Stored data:
:::::

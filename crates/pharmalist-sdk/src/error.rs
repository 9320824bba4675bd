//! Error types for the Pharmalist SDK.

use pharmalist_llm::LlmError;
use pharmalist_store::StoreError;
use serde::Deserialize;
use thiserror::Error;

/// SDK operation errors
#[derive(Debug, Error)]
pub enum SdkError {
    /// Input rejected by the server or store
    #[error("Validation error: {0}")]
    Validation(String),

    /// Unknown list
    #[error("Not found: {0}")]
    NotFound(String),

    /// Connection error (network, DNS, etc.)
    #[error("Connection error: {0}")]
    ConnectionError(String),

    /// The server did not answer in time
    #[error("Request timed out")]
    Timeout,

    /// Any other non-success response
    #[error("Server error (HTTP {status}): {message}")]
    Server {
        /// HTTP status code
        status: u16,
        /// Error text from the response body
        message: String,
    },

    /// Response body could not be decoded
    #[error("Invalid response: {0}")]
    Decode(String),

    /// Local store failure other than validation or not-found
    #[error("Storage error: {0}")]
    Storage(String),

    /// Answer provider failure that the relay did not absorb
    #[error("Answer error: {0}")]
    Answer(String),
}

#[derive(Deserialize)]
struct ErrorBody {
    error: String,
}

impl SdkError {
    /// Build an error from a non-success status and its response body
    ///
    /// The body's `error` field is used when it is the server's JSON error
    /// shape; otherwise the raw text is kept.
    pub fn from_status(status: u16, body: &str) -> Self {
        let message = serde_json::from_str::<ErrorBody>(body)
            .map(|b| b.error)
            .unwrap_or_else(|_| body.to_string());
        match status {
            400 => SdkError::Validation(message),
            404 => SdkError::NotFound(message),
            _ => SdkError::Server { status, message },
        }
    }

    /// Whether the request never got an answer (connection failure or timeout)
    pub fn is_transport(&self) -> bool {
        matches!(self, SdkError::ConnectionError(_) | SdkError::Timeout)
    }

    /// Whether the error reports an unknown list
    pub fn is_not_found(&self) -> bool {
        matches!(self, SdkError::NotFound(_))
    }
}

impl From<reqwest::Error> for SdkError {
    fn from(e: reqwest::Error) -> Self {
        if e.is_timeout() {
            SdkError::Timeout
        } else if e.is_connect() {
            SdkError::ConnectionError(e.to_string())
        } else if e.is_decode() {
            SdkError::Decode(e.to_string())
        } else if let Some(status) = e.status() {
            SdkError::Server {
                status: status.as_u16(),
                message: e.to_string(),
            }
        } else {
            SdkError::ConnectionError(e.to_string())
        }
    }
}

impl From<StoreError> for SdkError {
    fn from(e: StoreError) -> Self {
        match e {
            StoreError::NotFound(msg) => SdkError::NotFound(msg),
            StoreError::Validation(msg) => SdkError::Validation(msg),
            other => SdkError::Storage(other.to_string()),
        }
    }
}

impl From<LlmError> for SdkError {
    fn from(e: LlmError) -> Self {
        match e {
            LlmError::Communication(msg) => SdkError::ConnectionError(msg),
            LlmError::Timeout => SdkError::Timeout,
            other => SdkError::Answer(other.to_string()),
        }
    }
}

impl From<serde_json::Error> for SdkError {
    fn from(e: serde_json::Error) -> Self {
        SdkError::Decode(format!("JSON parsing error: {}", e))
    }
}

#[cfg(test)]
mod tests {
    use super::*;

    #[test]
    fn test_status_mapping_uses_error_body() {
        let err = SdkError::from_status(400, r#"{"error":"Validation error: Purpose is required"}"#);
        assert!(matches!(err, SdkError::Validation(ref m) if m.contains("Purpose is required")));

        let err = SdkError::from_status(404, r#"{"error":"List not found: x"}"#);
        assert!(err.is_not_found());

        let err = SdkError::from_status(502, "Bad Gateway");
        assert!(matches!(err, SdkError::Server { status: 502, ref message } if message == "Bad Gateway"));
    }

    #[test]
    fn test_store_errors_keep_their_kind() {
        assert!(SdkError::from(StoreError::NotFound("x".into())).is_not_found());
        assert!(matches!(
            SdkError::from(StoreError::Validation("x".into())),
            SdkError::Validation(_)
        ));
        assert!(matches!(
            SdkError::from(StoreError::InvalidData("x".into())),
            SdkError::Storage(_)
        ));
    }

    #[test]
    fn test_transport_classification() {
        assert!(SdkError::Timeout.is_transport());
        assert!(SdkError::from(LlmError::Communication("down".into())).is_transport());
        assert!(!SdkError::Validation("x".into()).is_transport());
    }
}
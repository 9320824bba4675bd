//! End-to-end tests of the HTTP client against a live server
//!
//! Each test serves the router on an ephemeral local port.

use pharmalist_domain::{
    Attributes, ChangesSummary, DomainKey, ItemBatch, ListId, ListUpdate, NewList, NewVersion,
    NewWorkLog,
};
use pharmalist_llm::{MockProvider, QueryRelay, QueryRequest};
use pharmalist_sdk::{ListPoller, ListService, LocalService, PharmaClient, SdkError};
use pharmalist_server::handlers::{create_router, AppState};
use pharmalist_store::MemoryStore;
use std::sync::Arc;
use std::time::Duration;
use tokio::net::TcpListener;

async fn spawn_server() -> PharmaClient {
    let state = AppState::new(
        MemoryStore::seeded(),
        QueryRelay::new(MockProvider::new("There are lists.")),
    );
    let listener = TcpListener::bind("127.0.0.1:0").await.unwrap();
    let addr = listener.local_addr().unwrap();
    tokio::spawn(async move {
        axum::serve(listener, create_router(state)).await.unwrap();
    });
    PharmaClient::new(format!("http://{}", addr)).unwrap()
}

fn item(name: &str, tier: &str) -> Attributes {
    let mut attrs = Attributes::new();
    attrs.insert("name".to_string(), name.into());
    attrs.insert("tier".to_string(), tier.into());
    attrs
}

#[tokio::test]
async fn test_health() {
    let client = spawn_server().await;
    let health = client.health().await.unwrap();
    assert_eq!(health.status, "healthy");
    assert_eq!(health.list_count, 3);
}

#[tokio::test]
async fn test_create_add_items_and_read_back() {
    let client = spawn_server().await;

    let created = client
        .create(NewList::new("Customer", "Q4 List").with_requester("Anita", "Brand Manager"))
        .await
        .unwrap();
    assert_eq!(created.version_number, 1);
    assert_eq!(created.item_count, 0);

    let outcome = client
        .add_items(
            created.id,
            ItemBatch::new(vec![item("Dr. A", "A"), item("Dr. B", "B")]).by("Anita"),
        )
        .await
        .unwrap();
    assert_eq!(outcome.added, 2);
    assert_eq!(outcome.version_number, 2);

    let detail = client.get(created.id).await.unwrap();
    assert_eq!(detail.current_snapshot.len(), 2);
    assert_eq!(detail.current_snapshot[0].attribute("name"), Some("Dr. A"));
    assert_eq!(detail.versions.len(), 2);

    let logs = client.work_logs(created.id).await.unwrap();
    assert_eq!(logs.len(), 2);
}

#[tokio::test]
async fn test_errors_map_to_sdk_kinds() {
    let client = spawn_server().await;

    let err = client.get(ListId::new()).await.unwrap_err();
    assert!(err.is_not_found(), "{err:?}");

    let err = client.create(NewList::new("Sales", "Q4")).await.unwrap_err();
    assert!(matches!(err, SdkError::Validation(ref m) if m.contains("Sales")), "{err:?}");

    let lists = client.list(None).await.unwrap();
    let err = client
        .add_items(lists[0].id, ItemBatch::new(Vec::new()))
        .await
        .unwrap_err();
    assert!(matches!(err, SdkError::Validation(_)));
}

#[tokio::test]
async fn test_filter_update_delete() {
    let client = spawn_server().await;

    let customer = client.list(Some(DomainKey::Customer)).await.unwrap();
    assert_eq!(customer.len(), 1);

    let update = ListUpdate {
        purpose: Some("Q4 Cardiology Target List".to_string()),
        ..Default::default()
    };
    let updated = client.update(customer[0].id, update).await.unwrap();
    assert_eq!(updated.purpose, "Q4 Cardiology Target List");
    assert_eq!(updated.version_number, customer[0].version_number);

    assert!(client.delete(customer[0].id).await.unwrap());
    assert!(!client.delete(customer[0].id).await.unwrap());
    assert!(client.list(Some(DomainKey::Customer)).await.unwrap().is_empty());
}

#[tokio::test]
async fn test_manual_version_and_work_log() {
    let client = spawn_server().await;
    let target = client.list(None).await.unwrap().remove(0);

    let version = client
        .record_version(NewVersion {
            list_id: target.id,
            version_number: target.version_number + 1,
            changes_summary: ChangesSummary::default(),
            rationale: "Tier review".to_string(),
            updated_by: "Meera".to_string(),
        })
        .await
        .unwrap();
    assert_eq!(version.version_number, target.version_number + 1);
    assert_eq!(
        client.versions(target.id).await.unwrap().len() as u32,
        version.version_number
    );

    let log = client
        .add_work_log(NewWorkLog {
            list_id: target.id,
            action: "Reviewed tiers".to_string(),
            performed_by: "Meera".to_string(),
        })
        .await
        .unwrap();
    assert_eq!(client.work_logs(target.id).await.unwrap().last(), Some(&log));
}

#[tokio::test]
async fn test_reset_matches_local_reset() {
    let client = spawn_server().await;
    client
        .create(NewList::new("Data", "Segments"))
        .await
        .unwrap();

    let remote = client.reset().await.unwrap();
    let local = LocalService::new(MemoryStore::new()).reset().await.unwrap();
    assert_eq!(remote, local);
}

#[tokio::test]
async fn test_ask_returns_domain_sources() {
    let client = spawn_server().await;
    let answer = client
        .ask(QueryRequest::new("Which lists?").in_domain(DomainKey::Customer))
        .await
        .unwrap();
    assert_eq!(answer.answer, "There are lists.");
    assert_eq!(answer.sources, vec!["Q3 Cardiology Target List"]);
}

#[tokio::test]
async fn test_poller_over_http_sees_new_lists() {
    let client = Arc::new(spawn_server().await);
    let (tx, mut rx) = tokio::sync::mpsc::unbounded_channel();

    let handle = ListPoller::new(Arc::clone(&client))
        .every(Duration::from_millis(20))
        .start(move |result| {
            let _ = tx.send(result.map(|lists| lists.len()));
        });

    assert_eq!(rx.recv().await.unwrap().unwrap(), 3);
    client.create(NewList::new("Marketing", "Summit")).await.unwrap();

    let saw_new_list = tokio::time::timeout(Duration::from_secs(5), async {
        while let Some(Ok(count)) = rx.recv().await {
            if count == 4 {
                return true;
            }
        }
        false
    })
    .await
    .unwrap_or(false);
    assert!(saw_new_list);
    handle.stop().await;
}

:::::

-- EXERCISE BRIEF --
The expected output is each line of the records above that includes the word "Cardiology".

-- RESPONSE BOX --
        purpose: Some("Q4 Cardiology Target List".to_string()),
    assert_eq!(updated.purpose, "Q4 Cardiology Target List");
    assert_eq!(answer.sources, vec!["Q3 Cardiology Target List"]);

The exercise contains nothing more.